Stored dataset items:
//! Draw requests for an external renderer
//!
//! The core never touches pixels. Each frame it emits polylines and ellipses
//! in normalized coordinates (`[0, 1]` across the playfield) into a
//! [`RenderSink`]; the renderer maps those to its own surface.

pub mod draw;

use glam::Vec2;
use serde::{Deserialize, Serialize};

use crate::consts::PLAYFIELD;

pub use draw::draw_frame;

/// RGBA color, components in `[0, 1]`
pub type Color = [f32; 4];

pub const WHITE: Color = [1.0, 1.0, 1.0, 1.0];
pub const AMBER: Color = [1.0, 0.7, 0.2, 1.0];
pub const DEBUG_GREEN: Color = [0.2, 1.0, 0.3, 0.6];
pub const DEBUG_RED: Color = [1.0, 0.25, 0.25, 0.6];

/// Line style for a draw call
#[derive(Debug, Clone, Copy, PartialEq, Serialize, Deserialize)]
pub struct Stroke {
    pub color: Color,
    /// Line width in normalized units
    pub width: f32,
}

impl Stroke {
    pub const fn new(color: Color, width: f32) -> Self {
        Self { color, width }
    }
}

/// Output surface the core draws into
pub trait RenderSink {
    /// Wipe the surface before a frame
    fn clear(&mut self);

    /// Open (`closed = false`) or closed polyline through `points`
    fn polyline(&mut self, points: &[Vec2], closed: bool, stroke: Stroke);

    /// Axis-aligned ellipse
    fn ellipse(&mut self, center: Vec2, radii: Vec2, stroke: Stroke);
}

/// A recorded draw call
#[derive(Debug, Clone, PartialEq, Serialize, Deserialize)]
pub enum DrawCommand {
    Clear,
    Polyline {
        points: Vec<Vec2>,
        closed: bool,
        stroke: Stroke,
    },
    Ellipse {
        center: Vec2,
        radii: Vec2,
        stroke: Stroke,
    },
}

/// Sink that records every call, for headless runs and tests
#[derive(Debug, Clone, Default, Serialize, Deserialize)]
pub struct DrawList {
    pub commands: Vec<DrawCommand>,
}

impl DrawList {
    pub fn new() -> Self {
        Self::default()
    }

    pub fn len(&self) -> usize {
        self.commands.len()
    }

    pub fn is_empty(&self) -> bool {
        self.commands.is_empty()
    }

    pub fn polylines(&self) -> usize {
        self.commands
            .iter()
            .filter(|c| matches!(c, DrawCommand::Polyline { .. }))
            .count()
    }

    pub fn ellipses(&self) -> usize {
        self.commands
            .iter()
            .filter(|c| matches!(c, DrawCommand::Ellipse { .. }))
            .count()
    }
}

impl RenderSink for DrawList {
    fn clear(&mut self) {
        self.commands.clear();
        self.commands.push(DrawCommand::Clear);
    }

    fn polyline(&mut self, points: &[Vec2], closed: bool, stroke: Stroke) {
        self.commands.push(DrawCommand::Polyline {
            points: points.to_vec(),
            closed,
            stroke,
        });
    }

    fn ellipse(&mut self, center: Vec2, radii: Vec2, stroke: Stroke) {
        self.commands.push(DrawCommand::Ellipse {
            center,
            radii,
            stroke,
        });
    }
}

/// Playfield units to normalized coordinates
#[inline]
pub fn to_screen(p: Vec2) -> Vec2 {
    p / PLAYFIELD
}

/// Playfield length to normalized length
#[inline]
pub fn to_screen_len(len: f32) -> f32 {
    len / PLAYFIELD
}
//! Procedural asteroid outlines
//!
//! Every outline is an irregular 12-gon in entity-local, unit-scaled
//! coordinates centred on the origin. Vertex `i` sits at angle
//! `(i + jitter - 0.5) * π/6` with a radial scale drawn from a bimodal
//! distribution, so midrange radii never occur and the rock looks spiky.

use std::f32::consts::FRAC_PI_6;

use glam::Vec2;
use rand::Rng;
use serde::{Deserialize, Serialize};

use crate::polar_to_cartesian;

/// Number of outline vertices
pub const OUTLINE_VERTICES: usize = 12;

/// Local vertex distance is `OUTLINE_EXTENT * scale`, keeping the shape inside a unit box
pub const OUTLINE_EXTENT: f32 = 0.5;

/// Approximate bounding circle derived while the outline is generated.
///
/// `radius` is the running mean of the per-vertex radial scales and `offset`
/// the running mean of the vertices. It is a weak radius: spiky vertices
/// stick out past it, so broad-phase callers pad it.
#[derive(Debug, Clone, Copy, PartialEq, Serialize, Deserialize)]
pub struct Bounds {
    pub radius: f32,
    pub offset: Vec2,
}

/// Immutable asteroid outline
#[derive(Debug, Clone, PartialEq, Serialize, Deserialize)]
pub struct Outline {
    pub vertices: [Vec2; OUTLINE_VERTICES],
    pub bounds: Bounds,
}

impl Outline {
    /// Generate a fresh outline, consuming randomness from `rng`
    pub fn generate<R: Rng + ?Sized>(rng: &mut R) -> Self {
        let mut vertices = [Vec2::ZERO; OUTLINE_VERTICES];
        let mut radius = 0.0;
        let mut offset = Vec2::ZERO;

        for (i, vertex) in vertices.iter_mut().enumerate() {
            let scale = spiky_scale(rng);
            let jitter: f32 = rng.random();
            let angle = (i as f32 + jitter - 0.5) * FRAC_PI_6;
            *vertex = polar_to_cartesian(OUTLINE_EXTENT * scale, angle);

            let n = (i + 1) as f32;
            radius += (scale - radius) / n;
            offset += (*vertex - offset) / n;
        }

        Self {
            vertices,
            bounds: Bounds { radius, offset },
        }
    }

    /// Vertex `i` wrapping around the outline
    #[inline]
    pub fn vertex(&self, i: usize) -> Vec2 {
        self.vertices[i % OUTLINE_VERTICES]
    }

    /// Flat `[x0, y0, x1, y1, ...]` form
    pub fn as_flat(&self) -> [f32; OUTLINE_VERTICES * 2] {
        let mut flat = [0.0; OUTLINE_VERTICES * 2];
        for (i, v) in self.vertices.iter().enumerate() {
            flat[2 * i] = v.x;
            flat[2 * i + 1] = v.y;
        }
        flat
    }
}

/// Radial scale in [0.30, 0.55) ∪ [0.65, 0.90)
fn spiky_scale<R: Rng + ?Sized>(rng: &mut R) -> f32 {
    if rng.random::<bool>() {
        rng.random_range(0.65..0.90)
    } else {
        rng.random_range(0.30..0.55)
    }
}
//! Asteroids and the live asteroid population
//!
//! Asteroids come in three tiers (16 → 8 → 4). A hit on anything above the
//! minimum tier splits it into two half-size children; a hit on the minimum
//! tier just removes it.

use std::f32::consts::{PI, TAU};

use glam::Vec2;
use rand::Rng;
use serde::{Deserialize, Serialize};

use super::geom::magnitude;
use super::kinematics::{self, Motion};
use super::shape::{OUTLINE_EXTENT, Outline};
use crate::consts::*;
use crate::polar_to_cartesian;

/// Widest angle between a fragment and the blast direction
const SPLIT_SPREAD: f32 = 0.33 * PI;
/// Share of the impactor's velocity that feeds the blast and the fragments
const IMPACT_TRANSFER: f32 = 0.1;
/// Largest angle between a spawn's heading and its outward spawn direction
const SPAWN_HEADING_SPREAD: f32 = 0.75 * PI;

/// A single asteroid
#[derive(Debug, Clone, PartialEq, Serialize, Deserialize)]
pub struct Asteroid {
    pub pos: Vec2,
    pub vel: Vec2,
    /// Linear scale of the outline (16, 8 or 4)
    pub size: f32,
    pub outline: Outline,
}

impl Asteroid {
    pub fn new<R: Rng + ?Sized>(pos: Vec2, vel: Vec2, size: f32, rng: &mut R) -> Self {
        Self {
            pos,
            vel,
            size,
            outline: Outline::generate(rng),
        }
    }

    /// Center of the broad-phase circle
    #[inline]
    pub fn broad_center(&self) -> Vec2 {
        self.pos + self.outline.bounds.offset * self.size
    }

    /// Mean radius scaled to world units; spiky vertices may poke past it
    #[inline]
    pub fn weak_radius(&self) -> f32 {
        self.outline.bounds.radius * OUTLINE_EXTENT * self.size
    }

    #[inline]
    pub fn wrap_margin(&self) -> f32 {
        self.size / 2.0
    }

    /// World-space outline vertices
    pub fn world_outline(&self) -> impl Iterator<Item = Vec2> + '_ {
        self.outline
            .vertices
            .iter()
            .map(move |v| self.pos + *v * self.size)
    }

    pub fn step(&mut self, dt: f32) {
        let motion = Motion::drift(self.wrap_margin());
        kinematics::step(&mut self.pos, &mut self.vel, motion, dt);
    }

    /// Whether a hit produces children
    #[inline]
    pub fn can_split(&self) -> bool {
        self.size > ASTEROID_MIN_SIZE
    }

    /// Score for destroying this asteroid
    pub fn points(&self) -> u64 {
        if self.size >= ASTEROID_START_SIZE {
            20
        } else if self.size > ASTEROID_MIN_SIZE {
            50
        } else {
            100
        }
    }
}

/// Whatever struck an asteroid
#[derive(Debug, Clone, Copy, PartialEq)]
pub struct Impactor {
    pub pos: Vec2,
    pub vel: Vec2,
}

/// Split `parent` into two half-size children, or nothing at the minimum tier.
///
/// Both children get the parent's velocity, the blast (pointing from the
/// impactor to the asteroid) rotated by `±θ`, and a tenth of the impactor's
/// velocity. They are advanced a few sub-steps so they are already apart
/// when next drawn.
pub fn split<R: Rng + ?Sized>(
    parent: &Asteroid,
    impactor: Impactor,
    rng: &mut R,
) -> Option<[Asteroid; 2]> {
    if !parent.can_split() {
        return None;
    }

    let blast = (parent.pos - impactor.pos).normalize_or_zero()
        * (IMPACT_TRANSFER * magnitude(impactor.vel));
    let theta = rng.random_range(0.0..SPLIT_SPREAD);
    let carry = impactor.vel * IMPACT_TRANSFER;
    let size = parent.size / 2.0;

    let mut children = [theta, -theta].map(|angle| {
        let vel = parent.vel + Vec2::from_angle(angle).rotate(blast) + carry;
        Asteroid::new(parent.pos, vel, size, &mut *rng)
    });
    for child in &mut children {
        for _ in 0..FRAGMENT_SEPARATION_STEPS {
            child.step(SIM_DT);
        }
    }
    Some(children)
}

/// The live asteroid set
#[derive(Debug, Clone, Default, Serialize, Deserialize)]
pub struct AsteroidField {
    asteroids: Vec<Asteroid>,
}

impl AsteroidField {
    pub fn new() -> Self {
        Self::default()
    }

    /// Clear the field and spawn `count` asteroids around `center`.
    ///
    /// Spawn angles climb around the center like a spiral; each asteroid sits
    /// 15-60 units out and heads off within ±135° of straight outward, so
    /// nothing spawns aimed dead at the center.
    pub fn initialize<R: Rng + ?Sized>(
        &mut self,
        count: usize,
        speed: f32,
        center: Vec2,
        rng: &mut R,
    ) {
        self.asteroids.clear();
        if count == 0 {
            return;
        }

        let slice = TAU / count as f32;
        let mut angle: f32 = rng.random_range(0.0..TAU);
        for _ in 0..count {
            angle += slice + rng.random_range(0.0..slice * 0.5);
            let radius = rng.random_range(SPAWN_RADIUS_MIN..SPAWN_RADIUS_MAX);
            let heading = angle + rng.random_range(-SPAWN_HEADING_SPREAD..=SPAWN_HEADING_SPREAD);

            let pos = center + polar_to_cartesian(radius, angle);
            let vel = polar_to_cartesian(speed, heading);
            let mut asteroid = Asteroid::new(pos, vel, ASTEROID_START_SIZE, rng);
            asteroid.step(SIM_DT);
            self.asteroids.push(asteroid);
        }
        log::info!(
            "Spawned {} asteroids around ({:.1}, {:.1})",
            count,
            center.x,
            center.y
        );
    }

    pub fn as_slice(&self) -> &[Asteroid] {
        &self.asteroids
    }

    pub fn iter(&self) -> std::slice::Iter<'_, Asteroid> {
        self.asteroids.iter()
    }

    pub fn len(&self) -> usize {
        self.asteroids.len()
    }

    pub fn is_empty(&self) -> bool {
        self.asteroids.is_empty()
    }

    pub fn insert(&mut self, asteroid: Asteroid) {
        self.asteroids.push(asteroid);
    }

    /// Remove a hit asteroid (preserves the order of the rest)
    pub fn remove(&mut self, index: usize) -> Asteroid {
        self.asteroids.remove(index)
    }

    /// Replace a removed asteroid with its fragments; returns how many were added
    pub fn break_apart<R: Rng + ?Sized>(
        &mut self,
        hit: &Asteroid,
        impactor: Impactor,
        rng: &mut R,
    ) -> usize {
        match split(hit, impactor, rng) {
            Some(children) => {
                log::trace!("size {} asteroid split", hit.size);
                self.asteroids.extend(children);
                2
            }
            None => 0,
        }
    }

    pub fn step(&mut self, dt: f32) {
        for asteroid in &mut self.asteroids {
            asteroid.step(dt);
        }
    }
}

## What you need to do:
The answer must be every line of the data that contains the word "points".

## Expected answer:
    /// Open (`closed = false`) or closed polyline through `points`
    fn polyline(&mut self, points: &[Vec2], closed: bool, stroke: Stroke);
        points: Vec<Vec2>,
    fn polyline(&mut self, points: &[Vec2], closed: bool, stroke: Stroke) {
            points: points.to_vec(),
    pub fn points(&self) -> u64 {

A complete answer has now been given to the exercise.